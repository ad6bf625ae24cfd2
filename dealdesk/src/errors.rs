use crate::db::errors::DbError;
use axum::{
    http::StatusCode,
    response::{IntoResponse, Response},
};
use thiserror::Error as ThisError;

#[derive(ThisError, Debug)]
pub enum Error {
    /// Invalid request data
    #[error("{message}")]
    BadRequest { message: String },

    /// Requested resource not found
    #[error("{resource} with ID {id} not found")]
    NotFound { resource: String, id: String },

    /// Generic internal service error
    #[error("Failed to {operation}")]
    Internal { operation: String },

    /// Database operation error
    #[error(transparent)]
    Database(#[from] DbError),

    /// Unexpected error with full context chain
    #[error(transparent)]
    Other(#[from] anyhow::Error),
}

impl Error {
    pub fn status_code(&self) -> StatusCode {
        match self {
            Error::BadRequest { .. } => StatusCode::BAD_REQUEST,
            Error::NotFound { .. } | Error::Database(DbError::NotFound) => StatusCode::NOT_FOUND,
            Error::Internal { .. } | Error::Database(_) | Error::Other(_) => StatusCode::INTERNAL_SERVER_ERROR,
        }
    }

    /// Returns a user-safe error message, without leaking internal implementation details
    pub fn user_message(&self) -> String {
        match self {
            Error::BadRequest { message } => message.clone(),
            Error::NotFound { resource, id } => format!("{resource} with ID {id} not found"),
            Error::Internal { .. } | Error::Other(_) => "Internal server error".to_string(),
            Error::Database(DbError::NotFound) => "Resource not found".to_string(),
            // The API only reads; any other database failure is a server fault
            Error::Database(_) => "Database error occurred".to_string(),
        }
    }
}

impl IntoResponse for Error {
    fn into_response(self) -> Response {
        match &self {
            Error::BadRequest { .. } | Error::NotFound { .. } | Error::Database(DbError::NotFound) => {
                tracing::debug!("Client error: {}", self);
            }
            Error::Internal { .. } | Error::Database(_) | Error::Other(_) => {
                tracing::error!("Internal service error: {:#}", self);
            }
        }

        (self.status_code(), self.user_message()).into_response()
    }
}

/// Type alias for service operation results
pub type Result<T> = std::result::Result<T, Error>;

#[cfg(test)]
mod tests {
    use super::*;

    #[test]
    fn test_database_failures_hide_details() {
        let err = Error::Database(DbError::Other(anyhow::anyhow!("connection reset by peer at 10.0.0.4")));
        assert_eq!(err.status_code(), StatusCode::INTERNAL_SERVER_ERROR);
        assert_eq!(err.user_message(), "Database error occurred");
    }

    #[test]
    fn test_not_found_message() {
        let err = Error::NotFound {
            resource: "Merchant".to_string(),
            id: "abc".to_string(),
        };
        assert_eq!(err.status_code(), StatusCode::NOT_FOUND);
        assert_eq!(err.user_message(), "Merchant with ID abc not found");
    }

    #[test]
    fn test_constraint_violations_are_server_errors() {
        let err = Error::Database(DbError::UniqueViolation {
            constraint: Some("merchants_name_unique".to_string()),
            table: Some("merchants".to_string()),
            message: "duplicate key value violates unique constraint".to_string(),
        });
        assert_eq!(err.status_code(), StatusCode::INTERNAL_SERVER_ERROR);
        assert_eq!(err.user_message(), "Database error occurred");
    }

    #[test]
    fn test_bad_request_keeps_message() {
        let response = Error::BadRequest {
            message: "Search query must not contain NUL characters".to_string(),
        }
        .into_response();
        assert_eq!(response.status(), StatusCode::BAD_REQUEST);
    }

    #[test]
    fn test_internal_error_response_status() {
        let response = Error::Internal {
            operation: "load catalogue".to_string(),
        }
        .into_response();
        assert_eq!(response.status(), StatusCode::INTERNAL_SERVER_ERROR);
    }
}
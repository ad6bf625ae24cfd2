//! Database layer for data persistence and access.
//!
//! Data access uses SQLx with PostgreSQL and follows the repository pattern:
//!
//! ```text
//! ┌─────────────┐
//! │  Handlers   │  (api::handlers - HTTP route handlers)
//! └──────┬──────┘
//!        │
//!        ↓
//! ┌─────────────┐
//! │ Repositories│  (db::handlers - queries)
//! └──────┬──────┘
//!        │
//!        ↓
//! ┌─────────────┐
//! │   Models    │  (db::models - database records)
//! └──────┬──────┘
//!        │
//!        ↓
//! ┌─────────────┐
//! │  PostgreSQL │
//! └─────────────┘
//! ```
//!
//! Repositories are created from a pooled connection or a transaction. Read-only handlers
//! acquire a connection straight from the pool; multi-statement writes (startup seeding) run
//! inside a transaction.
//!
//! Migrations live in the crate's `migrations/` directory and are applied on startup through
//! [`crate::migrator`].

pub mod embedded;
pub mod errors;
pub mod handlers;
pub mod models;
//! API response models for merchants.

use crate::db::models::merchants::MerchantDBResponse;
use crate::types::MerchantId;
use chrono::{DateTime, Utc};
use serde::{Deserialize, Serialize};
use utoipa::ToSchema;

/// A merchant publishing offers.
#[derive(Debug, Clone, Serialize, Deserialize, ToSchema)]
#[serde(rename_all = "camelCase")]
pub struct MerchantResponse {
    #[schema(value_type = String, format = "uuid")]
    pub id: MerchantId,
    #[schema(example = "Acme Outdoors")]
    pub name: String,
    /// Merchant storefront, when known
    #[schema(example = "https://acme.example")]
    pub website_url: Option<String>,
    pub logo_url: Option<String>,
    pub created_at: DateTime<Utc>,
}

impl From<MerchantDBResponse> for MerchantResponse {
    fn from(db: MerchantDBResponse) -> Self {
        Self {
            id: db.id,
            name: db.name,
            website_url: db.website_url,
            logo_url: db.logo_url,
            created_at: db.created_at,
        }
    }
}
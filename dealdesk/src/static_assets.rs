//! Placeholder storefront pages embedded into the binary.

use rust_embed::RustEmbed;

#[derive(RustEmbed)]
#[folder = "static/"]
pub struct Assets;
//! API models for catalogue search.

use super::{merchants::MerchantResponse, offers::OfferResponse};
use serde::{Deserialize, Serialize};
use utoipa::{IntoParams, ToSchema};

/// Query parameters for search
#[derive(Debug, Default, Deserialize, IntoParams, ToSchema)]
#[into_params(parameter_in = Query)]
pub struct SearchQuery {
    /// Substring to look for in merchant names and offer titles (case-insensitive).
    /// Blank or missing returns no results.
    pub q: Option<String>,
}

impl SearchQuery {
    /// The trimmed search term, or `None` when there is nothing to search for
    pub fn term(&self) -> Option<&str> {
        self.q.as_deref().map(str::trim).filter(|q| !q.is_empty())
    }
}

/// Matching merchants and offers, each list capped independently.
#[derive(Debug, Clone, Default, Serialize, Deserialize, ToSchema)]
pub struct SearchResponse {
    pub merchants: Vec<MerchantResponse>,
    pub offers: Vec<OfferResponse>,
}

#[cfg(test)]
mod tests {
    use super::*;

    #[test]
    fn test_blank_terms() {
        for q in [None, Some(""), Some("   "), Some("\t\n")] {
            let query = SearchQuery { q: q.map(str::to_string) };
            assert!(query.term().is_none(), "{q:?} should be blank");
        }
    }

    #[test]
    fn test_term_is_trimmed() {
        let query = SearchQuery {
            q: Some("  shoes ".to_string()),
        };
        assert_eq!(query.term(), Some("shoes"));
    }

    #[test]
    fn test_empty_response_shape() {
        let json = serde_json::to_value(SearchResponse::default()).unwrap();
        assert_eq!(json, serde_json::json!({"merchants": [], "offers": []}));
    }
}
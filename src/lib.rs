// Library root
// -----------
// This crate exposes a small library surface for the CLI. The binary
// (`main.rs`) wires these modules together into the interactive menu.
//
// Module responsibilities:
// - `book`: the Book record, read status and client-side validation.
// - `api`: blocking HTTP client for the remote `/books/` collection.
// - `filter`: pure in-memory search and status filters.
// - `views`: the action selector and the dispatch from a request to a
//   renderable `Screen`.
// - `ui`: terminal prompts and printing; delegates work to `views`.
// - `config`, `logging`, `theme`, `error`: settings, tracing, presentation
//   and the error taxonomy shared by everything above.
pub mod api;
pub mod book;
pub mod config;
pub mod error;
pub mod filter;
pub mod logging;
pub mod theme;
pub mod ui;
pub mod views;
// UI layer: the interactive menu built on `dialoguer`. Each pass collects
// the inputs for one action, hands a `Request` to `views::render` and
// prints the resulting `Screen`.

use crate::api::ApiClient;
use crate::book::{validate_year, NewBook, ReadStatus, MAX_YEAR};
use crate::error::{LibraryError, Result as LibraryResult};
use crate::filter;
use crate::theme::Theme;
use crate::views::{self, Action, Request, Screen};
use anyhow::Result;
use dialoguer::{Confirm, Input, Select};
use indicatif::{ProgressBar, ProgressStyle};
use std::time::Duration;

/// Main interactive menu. Runs until the user picks "Exit".
///
/// `Select::interact()` is keyboard-driven: arrow keys and Enter.
pub fn main_menu(api: ApiClient, theme: Theme) -> Result<()> {
    println!("{}", theme.title("Personal Library Manager"));
    loop {
        let labels: Vec<&str> = Action::ALL.iter().map(|a| a.label()).collect();
        let selection = Select::new()
            .with_prompt("Select Action")
            .items(&labels)
            .default(0)
            .interact()?;
        let action = Action::ALL[selection];

        println!();
        println!("{}", theme.header(action.heading()));

        let outcome = match collect_request(&api, &theme, action)? {
            Gathered::Request(request) => match spinner_message(action) {
                Some(message) => with_spinner(message, || views::render(&api, request)),
                None => views::render(&api, request),
            },
            Gathered::Screen(screen) => Ok(screen),
            Gathered::Failed(e) => Err(e),
        };

        match outcome {
            Ok(screen) => {
                print_screen(&theme, &screen);
                if screen.is_exit() {
                    break;
                }
            }
            Err(e) => {
                tracing::debug!(error = ?e, action = %action, "view failed");
                println!("{}", theme.error(&format!("{} failed: {}", action, e)));
            }
        }
        println!();
    }
    Ok(())
}

/// Either a request to render, a screen that is already known without
/// further calls (e.g. nothing to delete), or a failed lookup.
enum Gathered {
    Request(Request),
    Screen(Screen),
    Failed(LibraryError),
}

fn collect_request(api: &ApiClient, theme: &Theme, action: Action) -> Result<Gathered> {
    let request = match action {
        Action::AddBook => {
            println!("{}", theme.subheader("Fill in the details below to add a new book:"));
            Request::Add(prompt_new_book()?)
        }
        Action::ViewBooks => Request::View,
        Action::SearchBook => {
            let term: String = Input::new()
                .with_prompt("Enter title or author to search")
                .allow_empty(true)
                .interact_text()?;
            Request::Search(term)
        }
        Action::DeleteBook => {
            let candidates = match with_spinner("Loading books...", || api.list()) {
                Ok(books) => books,
                Err(e) => return Ok(Gathered::Failed(e)),
            };
            if candidates.is_empty() {
                return Ok(Gathered::Screen(views::empty_delete_screen()));
            }
            let titles = filter::titles(&candidates);
            let index = Select::new()
                .with_prompt("Select a book to delete")
                .items(&titles)
                .default(0)
                .interact()?;
            Request::Delete {
                title: titles[index].clone(),
                candidates,
            }
        }
        Action::StatusCheck => {
            let labels: Vec<String> = ReadStatus::ALL.iter().map(|s| s.to_string()).collect();
            let index = Select::new()
                .with_prompt("Select status")
                .items(&labels)
                .default(0)
                .interact()?;
            Request::Status(ReadStatus::ALL[index])
        }
        Action::Exit => Request::Exit,
    };
    Ok(Gathered::Request(request))
}

/// Collect the Add form. The year prompt re-asks until it is in range; the
/// remaining checks run in `NewBook::validate` before anything is sent.
fn prompt_new_book() -> Result<NewBook> {
    let title: String = Input::new().with_prompt("Title").interact_text()?;
    let author: String = Input::new().with_prompt("Author").interact_text()?;
    let year: i32 = Input::new()
        .with_prompt(format!("Year of Publication (0-{})", MAX_YEAR))
        .validate_with(|y: &i32| validate_year(*y))
        .interact_text()?;
    let genre: String = Input::new()
        .with_prompt("Genre")
        .allow_empty(true)
        .interact_text()?;
    let read = Confirm::new()
        .with_prompt("Have you read this book?")
        .default(true)
        .interact()?;

    Ok(NewBook {
        title,
        author,
        year,
        genre,
        read: ReadStatus::from_answer(read).is_read(),
    })
}

/// `None` for actions that make no request.
fn spinner_message(action: Action) -> Option<&'static str> {
    match action {
        Action::AddBook => Some("Adding book..."),
        Action::DeleteBook => Some("Deleting book..."),
        Action::ViewBooks | Action::SearchBook | Action::StatusCheck => Some("Loading books..."),
        Action::Exit => None,
    }
}

/// Show an indicatif spinner while `f` runs, then clear it so it never
/// mixes with the printed screen.
fn with_spinner<T>(message: &'static str, f: impl FnOnce() -> LibraryResult<T>) -> LibraryResult<T> {
    let spinner = ProgressBar::new_spinner();
    spinner.set_style(
        ProgressStyle::with_template("{spinner} {msg}")
            .unwrap_or_else(|_| ProgressStyle::default_spinner()),
    );
    spinner.set_message(message);
    spinner.enable_steady_tick(Duration::from_millis(100));
    let result = f();
    spinner.finish_and_clear();
    result
}

fn print_screen(theme: &Theme, screen: &Screen) {
    for book in &screen.books {
        println!("{}", theme.book_line(book));
    }
    for notice in &screen.notices {
        println!("{}", theme.notice(notice));
    }
}

#[cfg(test)]
mod tests {
    use super::*;

    #[test]
    fn exit_shows_no_spinner() {
        assert_eq!(spinner_message(Action::Exit), None);
    }

    #[test]
    fn every_request_making_action_has_a_spinner() {
        for action in Action::ALL.iter().filter(|a| **a != Action::Exit) {
            assert!(spinner_message(*action).is_some(), "{} has no spinner", action);
        }
    }
}
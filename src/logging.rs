// Tracing bootstrap. Events go to stderr so they never mix with the
// menu output on stdout.

use anyhow::anyhow;
use tracing_subscriber::{layer::SubscriberExt, util::SubscriberInitExt, EnvFilter};

use crate::config::LogSettings;

/// Install the global subscriber. `RUST_LOG` wins over `log.filter`.
pub fn init(settings: &LogSettings) -> anyhow::Result<()> {
    let filter = EnvFilter::try_from_default_env()
        .or_else(|_| EnvFilter::try_new(&settings.filter))
        .map_err(|e| anyhow!("invalid log filter '{}': {}", settings.filter, e))?;

    tracing_subscriber::registry()
        .with(filter)
        .with(tracing_subscriber::fmt::layer().with_writer(std::io::stderr))
        .try_init()
        .map_err(|e| anyhow!("failed to install tracing subscriber: {}", e))
}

● **What the exercise asks**
How many lines of the listing above contain the string "NotFound"? Respond with the number and no other text.

● **Solution below**
6